When I was 8 years old, I told my mother I wanted to be a stripper. She looked at me with her young and caring eyes, wise past her years, and simply said, “Honey, whatever you want to be do it well, and I will support you.” She meant every word and holds them true to this day. As one of my biggest fans, she comes to as many shows as she can, loves and adores my burlesque community, and is very verbal about my achievements to anyone who will listen.
The little girl I was then clearly did not understand completely what it meant to be a stripper, but she was dazzled by the strength those woman had. The feminine energy a showgirl exuded with every seductive, controlled and powerful movement. When I was little, I never saw the body in its exposed form as bad, wrong or shameful. I saw it as beautiful, natural and sacred. The showgirl was exaggerated from the everyday, a goddess on earth.

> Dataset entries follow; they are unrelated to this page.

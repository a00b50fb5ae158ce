//! Fixed-size chunking.
//!
//! Files are cut into `chunk_size` slices; only the last one may be shorter.
//! Every chunk is compressed and encrypted independently so chunks can be
//! processed in parallel, at the cost of cross-chunk compression ratio.

use crate::error::{AtaError, Result};
use std::io::{ErrorKind, Read, Write};

pub const DEFAULT_CHUNK_SIZE: usize = 4 * 1024 * 1024;
/// Upper bound accepted on write and on read; keeps per-chunk allocations sane.
pub const MAX_CHUNK_SIZE: usize = 256 * 1024 * 1024;

pub fn validate_chunk_size(chunk_size: usize) -> Result<()> {
    if chunk_size == 0 || chunk_size > MAX_CHUNK_SIZE {
        return Err(AtaError::InvalidOption(format!(
            "chunk size must be in 1..={MAX_CHUNK_SIZE}, got {chunk_size}"
        )));
    }
    Ok(())
}

pub struct Chunker;

impl Chunker {
    /// Lazily split `reader` into `(index, bytes)` pairs.
    pub fn split<R: Read>(reader: R, chunk_size: usize) -> Result<Chunks<R>> {
        validate_chunk_size(chunk_size)?;
        Ok(Chunks {
            reader,
            chunk_size,
            index: 0,
            done: false,
        })
    }

    /// Write ordered chunks back out; returns the number of bytes written.
    pub fn join<I, W>(chunks: I, mut out: W) -> Result<u64>
    where
        I: IntoIterator<Item = Vec<u8>>,
        W: Write,
    {
        let mut total = 0u64;
        for c in chunks {
            out.write_all(&c)?;
            total += c.len() as u64;
        }
        Ok(total)
    }
}

pub struct Chunks<R: Read> {
    reader: R,
    chunk_size: usize,
    index: u64,
    done: bool,
}

impl<R: Read> Chunks<R> {
    // Fill up to chunk_size bytes; short only at EOF.
    fn fill(&mut self) -> std::io::Result<Vec<u8>> {
        let mut buf = vec![0u8; self.chunk_size];
        let mut filled = 0;
        while filled < buf.len() {
            match self.reader.read(&mut buf[filled..]) {
                Ok(0) => break,
                Ok(n) => filled += n,
                Err(e) if e.kind() == ErrorKind::Interrupted => continue,
                Err(e) => return Err(e),
            }
        }
        if filled < buf.len() {
            buf.truncate(filled);
            buf.shrink_to_fit();
        }
        Ok(buf)
    }
}

impl<R: Read> Iterator for Chunks<R> {
    type Item = Result<(u64, Vec<u8>)>;

    fn next(&mut self) -> Option<Self::Item> {
        if self.done {
            return None;
        }
        match self.fill() {
            Ok(buf) if buf.is_empty() => {
                self.done = true;
                None
            }
            Ok(buf) => {
                if buf.len() < self.chunk_size {
                    self.done = true;
                }
                let idx = self.index;
                self.index += 1;
                Some(Ok((idx, buf)))
            }
            Err(e) => {
                self.done = true;
                Some(Err(e.into()))
            }
        }
    }
}

#[cfg(test)]
mod tests {
    use super::*;

    fn lens(data: &[u8], size: usize) -> Vec<usize> {
        Chunker::split(data, size)
            .unwrap()
            .map(|c| c.unwrap().1.len())
            .collect()
    }

    #[test]
    fn empty_input_has_no_chunks() {
        assert!(lens(&[], 4).is_empty());
    }

    #[test]
    fn exact_multiple_has_no_trailing_chunk() {
        assert_eq!(lens(&[0u8; 12], 4), vec![4, 4, 4]);
    }

    #[test]
    fn one_extra_byte_gives_one_byte_chunk() {
        assert_eq!(lens(&[0u8; 13], 4), vec![4, 4, 4, 1]);
    }

    #[test]
    fn indices_are_sequential() {
        let idx: Vec<u64> = Chunker::split(&[1u8; 10][..], 3)
            .unwrap()
            .map(|c| c.unwrap().0)
            .collect();
        assert_eq!(idx, vec![0, 1, 2, 3]);
    }

    #[test]
    fn short_reads_still_fill_chunks() {
        // A reader that hands out one byte at a time.
        struct Trickle<'a>(&'a [u8]);
        impl Read for Trickle<'_> {
            fn read(&mut self, buf: &mut [u8]) -> std::io::Result<usize> {
                if self.0.is_empty() || buf.is_empty() {
                    return Ok(0);
                }
                buf[0] = self.0[0];
                self.0 = &self.0[1..];
                Ok(1)
            }
        }
        let data: Vec<u8> = (0..9).collect();
        let chunks: Vec<Vec<u8>> = Chunker::split(Trickle(&data), 4)
            .unwrap()
            .map(|c| c.unwrap().1)
            .collect();
        assert_eq!(chunks, vec![vec![0, 1, 2, 3], vec![4, 5, 6, 7], vec![8]]);
    }

    #[test]
    fn join_reverses_split() {
        let data: Vec<u8> = (0..=255u8).cycle().take(1000).collect();
        let chunks = Chunker::split(&data[..], 64)
            .unwrap()
            .map(|c| c.unwrap().1);
        let mut out = Vec::new();
        let n = Chunker::join(chunks, &mut out).unwrap();
        assert_eq!(n, 1000);
        assert_eq!(out, data);
    }

    #[test]
    fn rejects_zero_chunk_size() {
        assert!(Chunker::split(&b"x"[..], 0).is_err());
    }
}
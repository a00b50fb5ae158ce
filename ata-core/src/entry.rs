//! Boundaries between the engine and the outside world: where entries come
//! from on create, where they go on extract, and where passphrases come from.

use crate::container::manifest::ManifestEntry;
use crate::error::{AtaError, Result};
use crate::util::sanitize::EntryPath;
use secrecy::SecretString;
use std::collections::BTreeMap;
use std::io::{Cursor, Read, Write};

pub enum SourceKind {
    File(Box<dyn Read + Send>),
    Dir,
    Symlink(String),
}

impl std::fmt::Debug for SourceKind {
    fn fmt(&self, f: &mut std::fmt::Formatter<'_>) -> std::fmt::Result {
        match self {
            SourceKind::File(_) => f.write_str("File(..)"),
            SourceKind::Dir => f.write_str("Dir"),
            SourceKind::Symlink(t) => write!(f, "Symlink({t:?})"),
        }
    }
}

/// One logical entry offered for archiving.
#[derive(Debug)]
pub struct SourceEntry {
    pub path: EntryPath,
    pub kind: SourceKind,
    /// Size hint; the archived size is whatever the reader yields.
    pub size: u64,
    pub mode: u32,
    pub mtime: i64,
}

impl SourceEntry {
    pub fn file_from_bytes(path: EntryPath, data: Vec<u8>) -> Self {
        Self {
            path,
            size: data.len() as u64,
            kind: SourceKind::File(Box::new(Cursor::new(data))),
            mode: 0o644,
            mtime: 0,
        }
    }

    pub fn dir(path: EntryPath) -> Self {
        Self {
            path,
            kind: SourceKind::Dir,
            size: 0,
            mode: 0o755,
            mtime: 0,
        }
    }

    pub fn symlink(path: EntryPath, target: impl Into<String>) -> Self {
        let target = target.into();
        Self {
            path,
            size: target.len() as u64,
            kind: SourceKind::Symlink(target),
            mode: 0o777,
            mtime: 0,
        }
    }

    pub fn with_mode(mut self, mode: u32) -> Self {
        self.mode = mode;
        self
    }

    pub fn with_mtime(mut self, mtime: i64) -> Self {
        self.mtime = mtime;
        self
    }
}

/// Ordered stream of entries to archive. Any matching iterator qualifies.
pub trait EntrySource: Iterator<Item = Result<SourceEntry>> {}

impl<I: Iterator<Item = Result<SourceEntry>>> EntrySource for I {}

/// A file being materialized. Dropping it without `commit` must leave no
/// trace at the destination.
pub trait StagedFile: Write {
    fn commit(self: Box<Self>) -> Result<()>;
}

/// Receives verified entries during extraction.
pub trait EntrySink {
    fn directory(&mut self, entry: &ManifestEntry) -> Result<()>;
    fn symlink(&mut self, entry: &ManifestEntry, target: &str) -> Result<()>;
    fn begin_file(&mut self, entry: &ManifestEntry) -> Result<Box<dyn StagedFile + '_>>;
    /// Called once after the last entry.
    fn finish(&mut self) -> Result<()>;
    /// Remove everything this sink created. Used when an all-or-nothing
    /// extraction fails after verification, e.g. on a full disk.
    fn rollback(&mut self) -> Result<()>;
}

pub trait PassphraseProvider {
    fn passphrase(&self) -> Result<SecretString>;
}

impl PassphraseProvider for SecretString {
    fn passphrase(&self) -> Result<SecretString> {
        Ok(self.clone())
    }
}

/// Provider that never has a passphrase; opening an encrypted archive with it
/// fails with `MissingPassphrase`.
pub struct NoPassphrase;

impl PassphraseProvider for NoPassphrase {
    fn passphrase(&self) -> Result<SecretString> {
        Err(AtaError::MissingPassphrase)
    }
}

#[derive(Clone, Debug, PartialEq, Eq)]
pub enum MemoryNode {
    File { data: Vec<u8>, mode: u32, mtime: i64 },
    Dir { mode: u32 },
    Symlink { target: String },
}

/// Sink that keeps everything in a map; used by tests and `verify`-style
/// callers that want the bytes.
#[derive(Debug, Default)]
pub struct MemorySink {
    pub nodes: BTreeMap<String, MemoryNode>,
    pub finished: bool,
    added: Vec<String>,
}

impl MemorySink {
    pub fn new() -> Self {
        Self::default()
    }

    pub fn file(&self, path: &str) -> Option<&[u8]> {
        match self.nodes.get(path) {
            Some(MemoryNode::File { data, .. }) => Some(data),
            _ => None,
        }
    }
}

struct MemoryStaged<'a> {
    sink: &'a mut MemorySink,
    path: String,
    mode: u32,
    mtime: i64,
    buf: Vec<u8>,
}

impl Write for MemoryStaged<'_> {
    fn write(&mut self, buf: &[u8]) -> std::io::Result<usize> {
        self.buf.extend_from_slice(buf);
        Ok(buf.len())
    }
    fn flush(&mut self) -> std::io::Result<()> {
        Ok(())
    }
}

impl StagedFile for MemoryStaged<'_> {
    fn commit(self: Box<Self>) -> Result<()> {
        let s = *self;
        s.sink.added.push(s.path.clone());
        s.sink.nodes.insert(
            s.path,
            MemoryNode::File {
                data: s.buf,
                mode: s.mode,
                mtime: s.mtime,
            },
        );
        Ok(())
    }
}

impl EntrySink for MemorySink {
    fn directory(&mut self, entry: &ManifestEntry) -> Result<()> {
        self.added.push(entry.path.to_string());
        self.nodes
            .insert(entry.path.to_string(), MemoryNode::Dir { mode: entry.mode });
        Ok(())
    }

    fn symlink(&mut self, entry: &ManifestEntry, target: &str) -> Result<()> {
        self.added.push(entry.path.to_string());
        self.nodes.insert(
            entry.path.to_string(),
            MemoryNode::Symlink {
                target: target.to_string(),
            },
        );
        Ok(())
    }

    fn begin_file(&mut self, entry: &ManifestEntry) -> Result<Box<dyn StagedFile + '_>> {
        Ok(Box::new(MemoryStaged {
            path: entry.path.to_string(),
            mode: entry.mode,
            mtime: entry.mtime,
            buf: Vec::new(),
            sink: self,
        }))
    }

    fn finish(&mut self) -> Result<()> {
        self.finished = true;
        Ok(())
    }

    fn rollback(&mut self) -> Result<()> {
        for path in self.added.drain(..) {
            self.nodes.remove(&path);
        }
        self.finished = false;
        Ok(())
    }
}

That brings us to adolescence, that magical time in a human’s life when everything stops making sense. Childlike notions of freedom and expression are challenged at every corner. We grew up in a western patriarchal society, dominated by advertising and oppressive stereotypes. A heavy weight to have looming over you, distracting you with unrealistic ideals of aesthetic beauty and success. These ideals teach you that aesthetic beauty = success. We are taught to subscribe to a false self created by someone else, rather than to nurture and create our own selves.
Although the magic never faded from my eyes, there was some clouding of it. When bombarded with messages of how one is supposed to be, it can be a journey to get through the lies and come out on the other side. Having a “non traditional” shape and size and being quite masculine in stature, I was confused as to why I did not fit this mould.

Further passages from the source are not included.